André Leu, President of International Federation of Organic Agricultural Movements (IFOAM), the world umbrella body for the organic sector. IFOAM has approximately 800 member organizations in 120 countries around the world. He was the Chair of the Organic Federation of Australia (OFA), the peak body for the Australian Organic Sector and Chair of the Far North Queensland Lychee Growers Association. Leu has extensive publications in such outlets as the New Internationalist, The Journal of Organic Systems, Acta Horticulturae, The Journal, American Bamboo Society Journal, Heartwise, Wholly Organic, The Organic Way, The Organic Standard, Ecology and Farming. He and his wife, Julia, own an organic tropical fruit orchard in Daintree, Queensland that supplies quality controlled fruit to local and international markets.
Caryn Hartglass: Hello everybody it’s time for part 2 of It’s All About Food. I’m Caryn Hartglass and it’s October 7 2014, My next guest is the president of International Federation of Organic Agricultural Movements IFOAM, the world umbrella body for the organic sector, IFOAM has a approximately eight hundred member organizations in one hundred and twenty countries around the world, he was the chair of the organic federation of Australia, the peak body for the Australian organic sector, and chair of The Far North Queensland Lychee Growers Association, he has extensive publications in outlets such as New Internationalist, The Journal of Organic Systems, Acta Horticulturae, The Journal American Bamboo Society, Journal Heartwise, Wholly Organic, The Organic Way, The Organic Standard Ecology and Farming. He and his wife Julia own an organic tropical fruit orchid in Daintree Queensland, that supplies quality control fruit to local and international markets. Andre welcome to It’s All About Food.
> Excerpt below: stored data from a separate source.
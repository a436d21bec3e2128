//! Common code for visual landmark estimation.
//!
//! Landmarks handed out by this crate use *normalized* image coordinates: `x` and `y` are
//! fractions of the frame's width and height, with `(0, 0)` in the top left corner and Y pointing
//! down. The `z` coordinate is network-specific and unused by pose classification.

use crate::body::BodyLandmarks;
use crate::face::FaceLandmarks;
use crate::hand::HandLandmarks;
use crate::image::{Image, Rect};
use crate::nn::{Cnn, Outputs};
use crate::timer::Timer;

pub type Position = [f64; 3];

/// A fixed-size collection of [`Landmark`]s.
#[derive(Clone, Debug)]
pub struct Landmarks {
    positions: Box<[Position]>,
    visibility: Option<Box<[f32]>>,
}

impl Landmarks {
    /// Creates a new [`Landmarks`] collection containing `len` preallocated landmarks.
    ///
    /// All landmarks will start with all coordinates at `0.0`.
    pub fn new(len: usize) -> Self {
        Self {
            positions: vec![[0.0, 0.0, 0.0]; len].into_boxed_slice(),
            visibility: None,
        }
    }

    pub fn len(&self) -> usize {
        self.positions.len()
    }

    pub fn is_empty(&self) -> bool {
        self.positions.is_empty()
    }

    pub fn iter(&self) -> impl Iterator<Item = Landmark> + Clone + '_ {
        (0..self.positions.len()).map(|i| self.get(i))
    }

    pub fn get(&self, index: usize) -> Landmark {
        let mut lm = Landmark::new(self.positions[index]);
        if let Some(vis) = &self.visibility {
            lm = lm.with_visibility(vis[index]);
        }
        lm
    }

    pub fn set(&mut self, index: usize, landmark: Landmark) {
        let len = self.positions.len();
        self.positions[index] = landmark.pos;
        if let Some(vis) = landmark.visibility {
            self.visibility.get_or_insert_with(|| vec![0.0; len].into())[index] = vis;
        }
    }

    pub fn positions(&self) -> &[Position] {
        &self.positions
    }

    pub fn positions_mut(&mut self) -> &mut [Position] {
        &mut self.positions
    }

    pub fn map_positions(&mut self, mut f: impl FnMut(Position) -> Position) {
        for pos in self.positions_mut() {
            *pos = f(*pos);
        }
    }
}

/// A landmark in (normalized) 3D space.
#[derive(Debug, PartialEq, PartialOrd, Clone, Copy)]
pub struct Landmark {
    pos: Position,
    visibility: Option<f32>,
}

impl Landmark {
    pub fn new(position: Position) -> Self {
        Self {
            pos: position,
            visibility: None,
        }
    }

    /// Creates a landmark in the image plane, with `z` set to 0.
    pub fn at(x: f64, y: f64) -> Self {
        Self::new([x, y, 0.0])
    }

    pub fn with_visibility(self, visibility: f32) -> Self {
        Self {
            visibility: Some(visibility),
            ..self
        }
    }

    #[inline]
    pub fn position(&self) -> Position {
        self.pos
    }

    #[inline]
    pub fn x(&self) -> f64 {
        self.pos[0]
    }

    #[inline]
    pub fn y(&self) -> f64 {
        self.pos[1]
    }

    #[inline]
    pub fn z(&self) -> f64 {
        self.pos[2]
    }

    /// Returns the probability that the landmark is visible (not occluded), if the network
    /// provides one.
    #[inline]
    pub fn visibility(&self) -> Option<f32> {
        self.visibility
    }

    /// Euclidean distance to `other` in the image plane, ignoring `z`.
    pub fn distance_2d(&self, other: &Landmark) -> f64 {
        (self.x() - other.x()).hypot(self.y() - other.y())
    }

    /// Converts the normalized coordinates to pixel coordinates in `image`.
    pub fn to_pixel(&self, image: &Image) -> (i32, i32) {
        (
            (self.x() * f64::from(image.width())).round() as i32,
            (self.y() * f64::from(image.height())).round() as i32,
        )
    }
}

/// All landmarks detected in a single camera frame.
///
/// Any of the landmark sets may be missing when the corresponding detection failed.
#[derive(Debug, Clone, Default)]
pub struct Detections {
    pub body: Option<BodyLandmarks>,
    /// Up to 2 hands, in detection order.
    pub hands: Vec<HandLandmarks>,
    pub face: Option<FaceLandmarks>,
}

impl Detections {
    /// Returns a [`Detections`] value where nothing was detected.
    pub fn none() -> Self {
        Self::default()
    }
}

/// Supplier of per-frame landmarks.
///
/// This is the seam between pose classification and whatever produces the landmarks, so that the
/// classification rules can be exercised with synthetic data.
pub trait LandmarkSource {
    /// Detects body, hand and face landmarks in `frame`.
    fn detect(&mut self, frame: &Image) -> anyhow::Result<Detections>;

    /// Releases the resources held by this source.
    ///
    /// Implementations must attempt to release every resource they own, even if releasing one of
    /// them fails.
    fn release(&mut self) -> anyhow::Result<()>;

    /// Returns the profiling timers of this source, if it has any.
    fn timers(&self) -> Vec<&Timer> {
        Vec::new()
    }
}

/// Trait for landmark estimation results produced by a [`Network`].
pub trait Estimate: Default {
    /// Returns the predicted [`Landmarks`].
    fn landmarks_mut(&mut self) -> &mut Landmarks;

    /// Confidence that the estimated object is actually present in the input, in range 0.0 to
    /// 1.0.
    fn confidence(&self) -> f32;
}

/// Trait implemented by wrapper types around neural networks that estimate landmarks.
pub trait Network {
    /// Type representing the predicted landmarks.
    type Output: Estimate;

    /// Returns the [`Cnn`] to use for landmark estimation.
    fn cnn(&self) -> &Cnn;

    /// Extracts the network outputs and writes them to `estimate`.
    ///
    /// The landmark positions are expected to be in the pixel coordinate system of the network's
    /// input.
    fn extract(&self, outputs: &Outputs, estimate: &mut Self::Output) -> anyhow::Result<()>;
}

/// Neural-network based landmark estimator.
///
/// Runs a [`Network`] on a region of a frame and maps the resulting landmarks back into normalized
/// frame coordinates.
pub struct Estimator<N: Network> {
    network: N,
    timer: Timer,
}

impl<N: Network> Estimator<N> {
    /// Creates an estimator that records its inference time in a [`Timer`] called `name`.
    pub fn new(name: &'static str, network: N) -> Self {
        Self {
            network,
            timer: Timer::new(name),
        }
    }

    /// Returns the profiling timer of this landmark estimator.
    pub fn timer(&self) -> &Timer {
        &self.timer
    }

    /// Performs landmark estimation on the part of `frame` covered by `roi`.
    ///
    /// The region is stretched to the network's input resolution, so callers should pass a region
    /// with the right aspect ratio. Returned landmark coordinates are normalized to `frame`.
    pub fn estimate(&self, frame: &Image, roi: Rect) -> anyhow::Result<N::Output> {
        let _guard = self.timer.start();
        let cnn = self.network.cnn();
        let input_res = cnn.input_resolution();

        let outputs = cnn.estimate(frame, roi)?;
        log::trace!("inference result: {:?}", outputs);

        let mut estimate = N::Output::default();
        self.network.extract(&outputs, &mut estimate)?;

        let (w, h) = (f64::from(frame.width()), f64::from(frame.height()));
        estimate.landmarks_mut().map_positions(|[x, y, z]| {
            let [x, y] = roi.transform_out(
                x as f32,
                y as f32,
                input_res.width() as f32,
                input_res.height() as f32,
            );
            [f64::from(x) / w, f64::from(y) / h, z]
        });

        Ok(estimate)
    }
}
Andre, can you tell me how to pronounce your last name, I didn’t want to say it because I didn’t want to say it wrong.
Andre Leu: Okay its Leu, l-e-u, it’s the same eu as Freud or Deutsch, it’s the German way of pronouncing.
Caryn Hartglass: Okay, I was not going to say that Andre Leu, well thank you.
Andre Leu: I get called lots of things.
Caryn Hartglass: I imagine, okay, you have a new book and it’s all about the myths that were being fed, the myths of safe pesticides, we talk about this a little bit from time to time on this program and I’m glad that you’ve written, what you have, very often, I focus not on the safety of genetic engineering as an example and it’s link to needing all the pesticides and herbicides. I talk mostly about what’s wrong with farming today on so many levels because it’s hard to find all the science, but you’ve put it all together in one book that shows how bad it is.
Andre Leu: Thankyou for that, it’s actually for me, this has been a very important project, because most people are told that pesticides are used safely and that there’s very good science behind the testing, and we have nothing to worry about with the pesticides in our food, so I really wanted to investigate that because a lot of the anecdotal evidence we have shows it’s the opposite, so I started to look at the science, and the published peer reviewed science, and found that there are hundreds and hundreds of studies that our regulators such as the USEPA are ignoring and instead there basing their conclusions on what I call data free assumptions, they’re making their decisions on assumptions and not on published peer reviewed science.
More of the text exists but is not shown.